This is one of two heuristic approaches to risk analysis and evaluation that considers different types of quality threats. The other is Something vs Nothing. These two types of approaches to risk can be combined together into one quadrant.
Testers think not just in terms of how value of the software can be reduced or lost altogether, but also how other harm could come about. This creates two broad categories of risk that testers consider when testing otherwise potentially important bugs may be missed:
- Risk of value being mitigated
- Risk of further damage occurring
It may help to think of product value on a hypothetical scale where positive numbers mean value is being delivered to someone and zero means the value isn’t being delivered to them at all. Delivering little to no value around the “zero” mark is bad enough, but it can be much worse. In such cases negative numbers mean harm is being delivered that overrides any potential value. Lost value or harm can apply to any instance of threatened quality in a bug report or apply to any software product, system or service, or feature, as a whole.
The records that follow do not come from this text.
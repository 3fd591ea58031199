//! Builders for [`InlineKeyboardMarkup`] and signing of its callback data
use crate::api::types::*;
use crate::bot::callback_data::{CallbackDataCache, Resolution};
use crate::error::Result;
use tracing::{debug, trace};

/// Maximum buttons in one row before [`InlineKeyboardMarkup::add_button`] starts a new row
pub const MAX_BUTTONS_IN_ROW: usize = 8;

impl InlineKeyboardMarkup {
    /// # Create new [`InlineKeyboardMarkup`]
    pub fn new() -> Self {
        Self {
            ..Default::default()
        }
    }
    /// # Append row with buttons to [`InlineKeyboardMarkup`]
    pub fn add_row(mut self) -> Self {
        self.inline_keyboard.push(vec![]);
        self
    }
    /// # Append button to last row of [`InlineKeyboardMarkup`]
    /// Maximum buttons in row is 8. If row is full, add new row
    pub fn add_button(mut self, button: InlineKeyboardButton) -> Self {
        match self.inline_keyboard.last_mut() {
            Some(row) if row.len() < MAX_BUTTONS_IN_ROW => row.push(button),
            _ => self.inline_keyboard.push(vec![button]),
        }
        self
    }
    /// Buttons carrying `callback_data`
    pub fn callback_buttons(&self) -> impl Iterator<Item = &InlineKeyboardButton> {
        self.inline_keyboard
            .iter()
            .flatten()
            .filter(|b| b.callback_data.is_some())
    }
    /// # Replace every `callback_data` with a signed token
    ///
    /// Payloads are stored in `cache` bound to `chat_id`, the chat the
    /// keyboard is about to be sent to (`None` for inline messages).
    ///
    /// ## Errors
    /// - `BotError::CallbackData` - cache lock is poisoned
    pub fn sign_callback_data(
        mut self,
        cache: &CallbackDataCache,
        chat_id: Option<i64>,
    ) -> Result<Self> {
        for button in self.inline_keyboard.iter_mut().flatten() {
            if let Some(payload) = button.callback_data.take() {
                button.callback_data = Some(cache.sign(chat_id, payload)?);
            }
        }
        debug!("Signed callback data of keyboard for chat {:?}", chat_id);
        Ok(self)
    }
    /// # Put original payloads back in place of signed tokens
    ///
    /// Buttons whose token cannot be resolved keep the data as sent.
    /// Returns the number of resolved buttons.
    pub fn resolve_callback_data(&mut self, cache: &CallbackDataCache, chat_id: Option<i64>) -> usize {
        let mut resolved = 0;
        for button in self.inline_keyboard.iter_mut().flatten() {
            let Some(data) = button.callback_data.as_deref() else {
                continue;
            };
            match cache.resolve(data, chat_id) {
                Ok(Resolution::Found(payload)) => {
                    button.callback_data = Some(payload);
                    resolved += 1;
                }
                Ok(_) => {}
                Err(e) => trace!("Keeping button callback data as sent: {}", e),
            }
        }
        resolved
    }
}

impl InlineKeyboardButton {
    /// Create new [`InlineKeyboardButton`] with URL
    /// ## Parameters
    /// - `text`: [`String`] - Button text
    /// - `url`: [`String`] - URL
    pub fn url(text: impl Into<String>, url: impl Into<String>) -> Self {
        InlineKeyboardButton {
            text: text.into(),
            url: Some(url.into()),
            ..Default::default()
        }
    }
    /// Create new [`InlineKeyboardButton`] with callback data
    /// ## Parameters
    /// - `text`: [`String`] - Button text
    /// - `cb`: [`String`] - Callback data
    pub fn cb(text: impl Into<String>, cb: impl Into<String>) -> Self {
        InlineKeyboardButton {
            text: text.into(),
            callback_data: Some(cb.into()),
            ..Default::default()
        }
    }
    /// Create new [`InlineKeyboardButton`] that launches the bot's game
    pub fn game(text: impl Into<String>) -> Self {
        InlineKeyboardButton {
            text: text.into(),
            callback_game: Some(CallbackGame {}),
            ..Default::default()
        }
    }
}

#[cfg(test)]
mod tests {
    use super::*;
    use crate::bot::callback_data::TOKEN_LEN;

    #[test]
    fn test_keyboard_new_and_add_row() {
        let mut kb = InlineKeyboardMarkup::new();
        assert_eq!(kb.inline_keyboard.len(), 1);
        kb = kb.add_row();
        assert_eq!(kb.inline_keyboard.len(), 2);
    }

    #[test]
    fn test_keyboard_add_button_and_row_limits() {
        let mut kb = InlineKeyboardMarkup::new();
        let btn = InlineKeyboardButton::url("A", "http://a");
        for _ in 0..MAX_BUTTONS_IN_ROW {
            kb = kb.add_button(btn.clone());
        }
        assert_eq!(kb.inline_keyboard.len(), 1);
        assert_eq!(kb.inline_keyboard[0].len(), 8);
        kb = kb.add_button(btn);
        assert_eq!(kb.inline_keyboard.len(), 2);
        assert_eq!(kb.inline_keyboard[1].len(), 1);
    }

    #[test]
    fn test_keyboard_add_button_to_empty_markup() {
        let kb = InlineKeyboardMarkup {
            inline_keyboard: vec![],
        }
        .add_button(InlineKeyboardButton::cb("B", "cb"));
        assert_eq!(kb.inline_keyboard.len(), 1);
    }

    #[test]
    fn test_button_constructors() {
        let url = InlineKeyboardButton::url("Link", "http://link");
        assert_eq!(url.url.as_deref(), Some("http://link"));
        assert!(url.callback_data.is_none());
        let cb = InlineKeyboardButton::cb("CB", "data");
        assert_eq!(cb.callback_data.as_deref(), Some("data"));
        assert!(cb.url.is_none());
        let game = InlineKeyboardButton::game("Play");
        assert_eq!(game.callback_game, Some(CallbackGame {}));
    }

    #[test]
    fn test_sign_and_resolve_keyboard() {
        let cache = CallbackDataCache::new("secret", 16, true);
        let payload = "x".repeat(200);
        let kb = InlineKeyboardMarkup::new()
            .add_button(InlineKeyboardButton::cb("long", payload.clone()))
            .add_button(InlineKeyboardButton::url("link", "http://a"))
            .add_row()
            .add_button(InlineKeyboardButton::cb("short", "s"));

        let mut signed = kb.clone().sign_callback_data(&cache, Some(5)).unwrap();
        assert_eq!(cache.len(), 2);
        for button in signed.callback_buttons() {
            assert_eq!(button.callback_data.as_ref().map(String::len), Some(TOKEN_LEN));
        }
        assert!(signed.inline_keyboard[0][1].callback_data.is_none());

        assert_eq!(signed.resolve_callback_data(&cache, Some(5)), 2);
        assert_eq!(signed, kb);
    }

    #[test]
    fn test_resolve_keyboard_keeps_unresolvable_buttons() {
        let cache = CallbackDataCache::new("secret", 16, true);
        let mut signed = InlineKeyboardMarkup::new()
            .add_button(InlineKeyboardButton::cb("a", "a"))
            .sign_callback_data(&cache, Some(5))
            .unwrap();
        let token = signed.inline_keyboard[0][0].callback_data.clone();
        // wrong chat
        assert_eq!(signed.resolve_callback_data(&cache, Some(6)), 0);
        assert_eq!(signed.inline_keyboard[0][0].callback_data, token);
    }
}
This number scale is just used for illustrative purposes only as value and risk must be described as stories. There can be any number of stories of lost value and harm for any given story of value, which means value and harm aren’t mutually exclusive, as any software aspect, feature or function can deliver value to someone in one way whilst still causing harm to someone else or the same person in another way.
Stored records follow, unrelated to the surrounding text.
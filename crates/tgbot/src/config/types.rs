use once_cell::sync::Lazy;
use serde::{self, Deserialize, Serialize};
use std::borrow::Cow;

/// Environment variable with the path to the TOML config file
pub static CONFIG_PATH: &str = "TGBOT_CONFIG";
pub static CONFIG: Lazy<Config> = Lazy::new(Config::new);
/// Configuration file
#[derive(Debug, Serialize, Deserialize, Default, Clone, PartialEq)]
#[serde(rename_all = "snake_case")]
pub struct Config {
    #[serde(default)]
    pub network: NetworkConfig,
    #[serde(default)]
    pub callback_data: CallbackDataConfig,
    #[serde(default)]
    pub log: LogConfig,
}

/// Network configuration
#[derive(Debug, Serialize, Deserialize, Clone, PartialEq)]
#[serde(rename_all = "snake_case")]
pub struct NetworkConfig {
    /// Number of retry attempts for failed requests
    #[serde(default = "default_retries")]
    pub retries: usize,
    /// Maximum backoff time in milliseconds
    #[serde(default = "default_max_backoff_ms")]
    pub max_backoff_ms: u64,
    /// Request timeout in seconds
    #[serde(default = "default_request_timeout_secs")]
    pub request_timeout_secs: u64,
    /// Connection timeout in seconds
    #[serde(default = "default_connect_timeout_secs")]
    pub connect_timeout_secs: u64,
    /// Pool idle timeout in seconds
    #[serde(default = "default_pool_idle_timeout_secs")]
    pub pool_idle_timeout_secs: u64,
    /// Maximum number of idle connections per host
    #[serde(default = "default_max_idle_connections")]
    pub max_idle_connections: usize,
}

impl Default for NetworkConfig {
    fn default() -> Self {
        Self {
            retries: default_retries(),
            max_backoff_ms: default_max_backoff_ms(),
            request_timeout_secs: default_request_timeout_secs(),
            connect_timeout_secs: default_connect_timeout_secs(),
            pool_idle_timeout_secs: default_pool_idle_timeout_secs(),
            max_idle_connections: default_max_idle_connections(),
        }
    }
}

fn default_retries() -> usize {
    3
}
fn default_max_backoff_ms() -> u64 {
    5000
}
fn default_request_timeout_secs() -> u64 {
    30
}
fn default_connect_timeout_secs() -> u64 {
    10
}
fn default_pool_idle_timeout_secs() -> u64 {
    90
}
fn default_max_idle_connections() -> usize {
    10
}

/// Signed callback data settings
#[derive(Debug, Serialize, Deserialize, Clone, Eq, PartialEq, Hash)]
#[serde(rename_all = "snake_case")]
pub struct CallbackDataConfig {
    /// Maximum number of cached payloads
    #[serde(default = "default_maxsize")]
    pub maxsize: usize,
    /// Reject tokens that fail verification
    #[serde(default = "default_validate")]
    pub validate: bool,
}

impl Default for CallbackDataConfig {
    fn default() -> Self {
        Self {
            maxsize: default_maxsize(),
            validate: default_validate(),
        }
    }
}

fn default_maxsize() -> usize {
    1024
}
fn default_validate() -> bool {
    true
}

/// Log output format
#[derive(Debug, Serialize, Deserialize, Default, Clone, Copy, Eq, PartialEq)]
#[serde(rename_all = "snake_case")]
pub enum LogFormat {
    #[default]
    Compact,
    Full,
    Json,
}

/// Logging settings
#[derive(Debug, Serialize, Deserialize, Clone, PartialEq)]
#[serde(rename_all = "snake_case")]
pub struct LogConfig {
    #[serde(default)]
    pub format: LogFormat,
    #[serde(default = "default_filter_default")]
    pub filter_default: Cow<'static, str>,
    #[serde(default = "default_filter_self_directive")]
    pub filter_self_directive: Cow<'static, str>,
    #[serde(default = "default_ansi")]
    pub ansi: bool,
    #[serde(default = "default_directives")]
    pub directives: Vec<FmtDirective>,
}

impl Default for LogConfig {
    fn default() -> Self {
        Self {
            format: LogFormat::default(),
            filter_default: default_filter_default(),
            filter_self_directive: default_filter_self_directive(),
            ansi: default_ansi(),
            directives: default_directives(),
        }
    }
}

#[derive(Debug, Serialize, Deserialize, Clone, PartialEq)]
#[serde(rename_all = "snake_case")]
pub struct FmtDirective {
    pub fmt_filter_directive: Cow<'static, str>,
}

fn default_filter_default() -> Cow<'static, str> {
    Cow::Borrowed("info")
}
fn default_filter_self_directive() -> Cow<'static, str> {
    Cow::Borrowed("debug")
}
fn default_ansi() -> bool {
    true
}
fn default_directives() -> Vec<FmtDirective> {
    vec![
        FmtDirective {
            fmt_filter_directive: Cow::Borrowed("hyper=info"),
        },
        FmtDirective {
            fmt_filter_directive: Cow::Borrowed("reqwest=info"),
        },
    ]
}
|← Increasing harm||Lost value||← Losing value|
A self-driving taxi delivers value to passengers by having them pick them up from a specified pick-up point, drive them to their destination and then drop them off at their target.
The self-driving taxi would start to lose value if it didn’t drive the passenger to the correct destination or did it too slowly. It would lose value altogether if passengers got in and the taxi just sat there unable to move. Testers would identify the value of the self-driving taxi then hypothesise risks such as these that cause the value to reduce or not come about.
On the other hand, if the passenger got into the self-driving taxi and it drove them into a lake, drove so fast it caused them injuries or drove on the pavement hitting other pedestrians, then this would be causing harm. In the latter two cases the self-driving taxi may still deliver the value to the passenger in getting them to their destination on time, but the potential harm outweighs the benefit substantially.